What Clinical Shifts Look Like
Clinical schedules vary by program and semester. The two most common formats are two 6-hour shifts per week or one 12-hour shift per week. Early in your program, shorter shifts are more common as you’re learning foundational skills. By your final year, 12-hour shifts become the norm because they mirror the schedule you’ll work as a licensed nurse.
Clinicals typically run one to two days per week during a regular semester, alongside your classroom and lab courses. During the senior practicum, you may spend three or four days a week in clinical settings. Most programs schedule clinicals on weekdays, though evening and weekend shifts are common, especially at hospitals where daytime slots fill quickly with students from multiple nursing schools.
How Simulation Fits In
High-fidelity simulation labs, where you practice on realistic mannequins in staged clinical scenarios, can replace a portion of traditional bedside clinical hours in many programs. The NCSBN’s landmark National Simulation Study found that programs with at least 600 total clinical hours could substitute a significant portion with simulation without any measurable difference in student outcomes.

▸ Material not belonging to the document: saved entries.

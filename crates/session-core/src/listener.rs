//! Notification surface between the state machine and the upper layers.

use crate::session::CallSession;
use crate::types::{CallState, InfoMessage};

/// Callbacks fired synchronously by the session state machine.
///
/// Calls happen on the same execution context as the triggering network
/// event, with no buffering. Implementations may re-enter the session from
/// inside a callback (e.g. accept or decline while handling
/// `on_call_session_state_changed`); the session never holds its internal
/// lock across a callback, so this is safe.
pub trait CallSessionListener: Send + Sync {
    /// The session moved to a new state. For the `Referred` pulse this fires
    /// without the tracked state having changed.
    fn on_call_session_state_changed(&self, _session: &CallSession, _state: CallState, _message: &str) {}

    fn on_call_session_transfer_state_changed(&self, _session: &CallSession, _state: CallState) {}

    /// The session reached End or Error and its log has been completed. Fired
    /// before `on_call_session_state_changed` reports the terminal state.
    fn on_call_session_set_terminated(&self, _session: &CallSession) {}

    /// All resources of the session have been torn down. Fired after the
    /// application saw the End or Error notification.
    fn on_call_session_set_released(&self, _session: &CallSession) {}

    /// An incoming session is about to be presented; gives the application a
    /// chance to make it the current call.
    fn on_incoming_call_session_started(&self, _session: &CallSession) {}

    /// An incoming INVITE was received, before the state changes.
    fn on_incoming_call_session_notified(&self, _session: &CallSession) {}

    /// Periodic check while an incoming session is ringing; the application
    /// decides whether to give up on it.
    fn on_incoming_call_session_timeout_check(&self, _session: &CallSession, _elapsed: i64, _one_second_elapsed: bool) {}

    /// Periodic check while a push-notified session still waits for its
    /// INVITE to arrive.
    fn on_push_call_session_timeout_check(&self, _session: &CallSession, _elapsed: i64) {}

    /// The far end asked to refer this session to another target.
    fn on_call_session_start_referred(&self, _session: &CallSession) {}

    /// The session was flagged as accepted before the incoming notification
    /// completed.
    fn on_call_session_accepting(&self, _session: &CallSession) {}

    fn on_ack_being_sent(&self, _session: &CallSession, _headers: &[(String, String)]) {}

    fn on_ack_received(&self, _session: &CallSession, _headers: &[(String, String)]) {}

    fn on_info_received(&self, _session: &CallSession, _info: &InfoMessage) {}

    /// Last chance to veto an accept by terminating the session from within
    /// the callback.
    fn on_check_for_acceptation(&self, _session: &CallSession) {}

    fn on_background_task_to_be_started(&self, _session: &CallSession) {}

    fn on_background_task_to_be_stopped(&self, _session: &CallSession) {}

    // Media engine hooks. The session layer never touches audio itself.
    fn on_start_ringtone(&self, _session: &CallSession) {}

    fn on_stop_ringtone(&self, _session: &CallSession) {}
}

/// Listener that ignores every notification.
#[derive(Debug, Default)]
pub struct NullListener;

impl CallSessionListener for NullListener {}
//! Chat room coordination for the opencomm stack.
//!
//! A [`room::ChatRoom`] is a small state machine layered on top of message
//! send/receive: it tracks the room lifecycle, coordinates is-composing
//! indications (driven by the external `iterate` tick, never by internal
//! timers) and the per-message delivery states, and notifies the
//! application through [`listener::ChatRoomListener`] with the same
//! synchronous, re-entrancy tolerant contract as the call session layer.

mod composing;
pub mod config;
pub mod errors;
pub mod listener;
pub mod message;
pub mod room;
pub mod transport;
pub mod types;

pub use config::ChatConfig;
pub use errors::{ChatError, Result};
pub use listener::{ChatRoomListener, NullChatRoomListener};
pub use message::ChatMessage;
pub use room::ChatRoom;
pub use transport::ChatMessageTransport;
pub use types::{
    ChatMessageDirection, ChatMessageState, ChatRoomEvent, ChatRoomId, ChatRoomState, MessageId,
};
//! Failure description attached to a session.
//!
//! The call operation is the authoritative source of protocol-level failure
//! detail while it is alive; the session copies the error info out before
//! releasing the operation so it stays queryable after `Released`.

use std::fmt;

use serde::{Deserialize, Serialize};

/// High-level failure reason, mapped from the protocol response.
#[derive(Debug, Clone, Copy, Hash, Eq, PartialEq, Serialize, Deserialize)]
pub enum Reason {
    /// No failure recorded.
    None,
    Declined,
    NotAnswered,
    Busy,
    DoNotDisturb,
    Redirect,
    /// A transaction is already in progress on the dialog; a retry is
    /// scheduled by the far end.
    RequestPending,
    /// The request matched no dialog or transaction.
    NoMatch,
    ServiceUnavailable,
    NotAcceptable,
    TemporarilyUnavailable,
    Gone,
    NotFound,
    Forbidden,
    IoError,
    Unknown,
}

impl Reason {
    /// Default protocol status code for a locally generated failure.
    pub fn error_code(self) -> u16 {
        match self {
            Reason::None => 0,
            Reason::Declined => 603,
            Reason::NotAnswered => 408,
            Reason::Busy => 486,
            Reason::DoNotDisturb => 600,
            Reason::Redirect => 302,
            Reason::RequestPending => 491,
            Reason::NoMatch => 481,
            Reason::ServiceUnavailable => 503,
            Reason::NotAcceptable => 488,
            Reason::TemporarilyUnavailable => 480,
            Reason::Gone => 410,
            Reason::NotFound => 404,
            Reason::Forbidden => 403,
            Reason::IoError => 503,
            Reason::Unknown => 400,
        }
    }
}

impl Default for Reason {
    fn default() -> Self {
        Reason::None
    }
}

impl fmt::Display for Reason {
    fn fmt(&self, f: &mut fmt::Formatter<'_>) -> fmt::Result {
        write!(f, "{:?}", self)
    }
}

/// Structured failure record: reason, protocol, status code and phrase.
#[derive(Debug, Clone, Default, PartialEq, Serialize, Deserialize)]
pub struct ErrorInfo {
    reason: Reason,
    protocol: String,
    protocol_code: u16,
    phrase: String,
}

impl ErrorInfo {
    pub fn new() -> Self {
        Self::default()
    }

    pub fn from_reason(reason: Reason) -> Self {
        let mut ei = Self::new();
        ei.set(Some("SIP"), reason, reason.error_code(), None);
        ei
    }

    /// Overwrite all fields at once. A `None` protocol keeps the previous
    /// protocol name, mirroring how reasons are restated locally without
    /// losing the transport that produced them.
    pub fn set(&mut self, protocol: Option<&str>, reason: Reason, code: u16, phrase: Option<&str>) {
        if let Some(protocol) = protocol {
            self.protocol = protocol.to_string();
        }
        self.reason = reason;
        self.protocol_code = code;
        self.phrase = phrase.unwrap_or_default().to_string();
    }

    pub fn set_reason(&mut self, reason: Reason) {
        self.reason = reason;
    }

    pub fn reason(&self) -> Reason {
        self.reason
    }

    pub fn protocol(&self) -> &str {
        &self.protocol
    }

    pub fn protocol_code(&self) -> u16 {
        self.protocol_code
    }

    pub fn phrase(&self) -> &str {
        &self.phrase
    }

    pub fn reset(&mut self) {
        *self = Self::default();
    }
}

impl fmt::Display for ErrorInfo {
    fn fmt(&self, f: &mut fmt::Formatter<'_>) -> fmt::Result {
        write!(f, "{} {} ({})", self.protocol_code, self.phrase, self.reason)
    }
}
//! Core types shared across the session layer.

use std::collections::BTreeMap;
use std::fmt;

use serde::{Deserialize, Serialize};

/// Session ID type
#[derive(Debug, Clone, Hash, Eq, PartialEq, Serialize, Deserialize)]
pub struct SessionId(pub String);

impl SessionId {
    pub fn new() -> Self {
        Self(format!("session-{}", uuid::Uuid::new_v4()))
    }
}

impl Default for SessionId {
    fn default() -> Self {
        Self::new()
    }
}

impl fmt::Display for SessionId {
    fn fmt(&self, f: &mut fmt::Formatter<'_>) -> fmt::Result {
        write!(f, "{}", self.0)
    }
}

/// Direction of a call session.
#[derive(Debug, Clone, Copy, Hash, Eq, PartialEq, Serialize, Deserialize)]
pub enum CallDirection {
    Incoming,
    Outgoing,
}

/// Media direction used for hold/resume negotiation.
#[derive(Debug, Clone, Copy, Hash, Eq, PartialEq, Default, Serialize, Deserialize)]
pub enum MediaDirection {
    #[default]
    SendRecv,
    SendOnly,
    RecvOnly,
    Inactive,
}

/// Minimal view of a negotiated media description.
///
/// The media engine owns the actual SDP; the session layer only tracks what
/// it needs to steer the state machine.
#[derive(Debug, Clone, PartialEq, Serialize, Deserialize)]
pub struct MediaDescription {
    pub direction: MediaDirection,
}

impl MediaDescription {
    pub fn new(direction: MediaDirection) -> Self {
        Self { direction }
    }
}

impl Default for MediaDescription {
    fn default() -> Self {
        Self { direction: MediaDirection::SendRecv }
    }
}

/// A SIP address with optional header/contact parameters.
///
/// Wire-level URI parsing belongs to the SIP engine; this type carries the
/// URI opaquely plus the parameters the session layer decorates it with
/// (conference markers, custom contact parameters).
#[derive(Debug, Clone, PartialEq, Eq, Hash, Serialize, Deserialize)]
pub struct Address {
    uri: String,
    params: BTreeMap<String, String>,
}

impl Address {
    pub fn new(uri: impl Into<String>) -> Self {
        Self { uri: uri.into(), params: BTreeMap::new() }
    }

    /// Anonymous address used when the real identity is not yet known,
    /// following RFC 3323 guidelines.
    pub fn anonymous() -> Self {
        Self::new("sip:anonymous@anonymous.invalid")
    }

    pub fn uri(&self) -> &str {
        &self.uri
    }

    pub fn is_valid(&self) -> bool {
        self.uri.starts_with("sip:") || self.uri.starts_with("sips:")
    }

    pub fn has_param(&self, name: &str) -> bool {
        self.params.contains_key(name)
    }

    pub fn param(&self, name: &str) -> Option<&str> {
        self.params.get(name).map(String::as_str)
    }

    pub fn set_param(&mut self, name: impl Into<String>, value: impl Into<String>) {
        self.params.insert(name.into(), value.into());
    }

    pub fn remove_param(&mut self, name: &str) {
        self.params.remove(name);
    }
}

impl fmt::Display for Address {
    fn fmt(&self, f: &mut fmt::Formatter<'_>) -> fmt::Result {
        write!(f, "{}", self.uri)?;
        for (name, value) in &self.params {
            if value.is_empty() {
                write!(f, ";{}", name)?;
            } else {
                write!(f, ";{}={}", name, value)?;
            }
        }
        Ok(())
    }
}

/// State of a call session.
///
/// `Referred` is an event rather than a state: it is notified to listeners
/// but never overwrites the tracked state of the session.
#[derive(Debug, Clone, Copy, Hash, Eq, PartialEq, Serialize, Deserialize)]
pub enum CallState {
    Idle,
    OutgoingInit,
    OutgoingProgress,
    OutgoingRinging,
    OutgoingEarlyMedia,
    IncomingReceived,
    PushIncomingReceived,
    IncomingEarlyMedia,
    Connected,
    StreamsRunning,
    Pausing,
    Paused,
    Resuming,
    PausedByRemote,
    UpdatedByRemote,
    Updating,
    EarlyUpdatedByRemote,
    EarlyUpdating,
    Referred,
    End,
    Error,
    Released,
}

impl CallState {
    /// True for states reached before the call is definitively established.
    pub fn is_early(self) -> bool {
        matches!(
            self,
            CallState::Idle
                | CallState::OutgoingInit
                | CallState::OutgoingEarlyMedia
                | CallState::OutgoingRinging
                | CallState::OutgoingProgress
                | CallState::IncomingReceived
                | CallState::PushIncomingReceived
                | CallState::IncomingEarlyMedia
                | CallState::EarlyUpdatedByRemote
                | CallState::EarlyUpdating
        )
    }

    /// True once the session has reached a terminal state.
    pub fn is_terminal(self) -> bool {
        matches!(self, CallState::End | CallState::Error | CallState::Released)
    }
}

impl fmt::Display for CallState {
    fn fmt(&self, f: &mut fmt::Formatter<'_>) -> fmt::Result {
        write!(f, "{:?}", self)
    }
}

/// Method used to renegotiate an established session.
#[derive(Debug, Clone, Copy, Hash, Eq, PartialEq, Serialize, Deserialize)]
pub enum UpdateMethod {
    /// Pick between INVITE and UPDATE based on the session parameters.
    Default,
    Invite,
    Update,
}

/// Registration state of an account, as reported by the registrar layer.
#[derive(Debug, Clone, Copy, Hash, Eq, PartialEq, Serialize, Deserialize)]
pub enum RegistrationState {
    None,
    Progress,
    Ok,
    Failed,
    Cleared,
}

/// An opaque body carried in a SIP request or response.
#[derive(Debug, Clone, PartialEq, Eq, Serialize, Deserialize)]
pub struct Content {
    pub content_type: String,
    pub body: String,
}

impl Content {
    pub fn new(content_type: impl Into<String>, body: impl Into<String>) -> Self {
        Self { content_type: content_type.into(), body: body.into() }
    }
}

/// An INFO message received in-dialog, surfaced to the application.
#[derive(Debug, Clone, Default)]
pub struct InfoMessage {
    pub headers: Vec<(String, String)>,
    pub content: Option<Content>,
}

/// Current wall-clock time as Unix seconds.
pub(crate) fn now_secs() -> i64 {
    chrono::Utc::now().timestamp()
}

The NCSBN notes that the quality of the experience matters more than the raw number of hours, though they recommend that programs with fewer than 600 total clinical hours be cautious about how much simulation they substitute. How much simulation your program uses depends on your state board’s regulations and your school’s own policies. Some states cap simulation at 25% or 50% of total clinical time, while others leave it to individual programs.
Advanced Practice Requires More Hours
If you plan to go beyond an RN license and pursue nurse practitioner (NP) certification, the clinical hour requirements jump considerably. CCNE accreditation standards require a minimum of 500 direct patient care hours for NP programs. For Doctor of Nursing Practice (DNP) programs, the minimum is 1,000 practice hours post-baccalaureate, with the 500 NP hours counted within that total.
These advanced practice requirements are currently a point of debate. Some certification bodies have pushed to increase the NP clinical minimum from 500 to 750 hours. The National League for Nursing has publicly opposed this increase, arguing it would strain clinical placement sites and worsen the nursing shortage without clear evidence that additional hours improve outcomes. For now, 500 hours remains the accreditation standard for most NP tracks.
How to Find Your Program’s Exact Requirement
Since requirements vary so much, the most reliable approach is to check two sources. First, look up your state board of nursing’s website for any mandated clinical hour minimums. Second, contact the specific nursing programs you’re considering and ask for their total clinical hour breakdown by semester and specialty. Programs accredited by CCNE or ACEN will have this information readily available, and it’s a reasonable question to ask during any admissions conversation.
Keep in mind that the number of hours listed in a program’s curriculum is a minimum. Between orientation days, pre-clinical preparation, post-clinical debriefs, and the occasional canceled shift that needs rescheduling, the actual time commitment is higher than the official hour count suggests.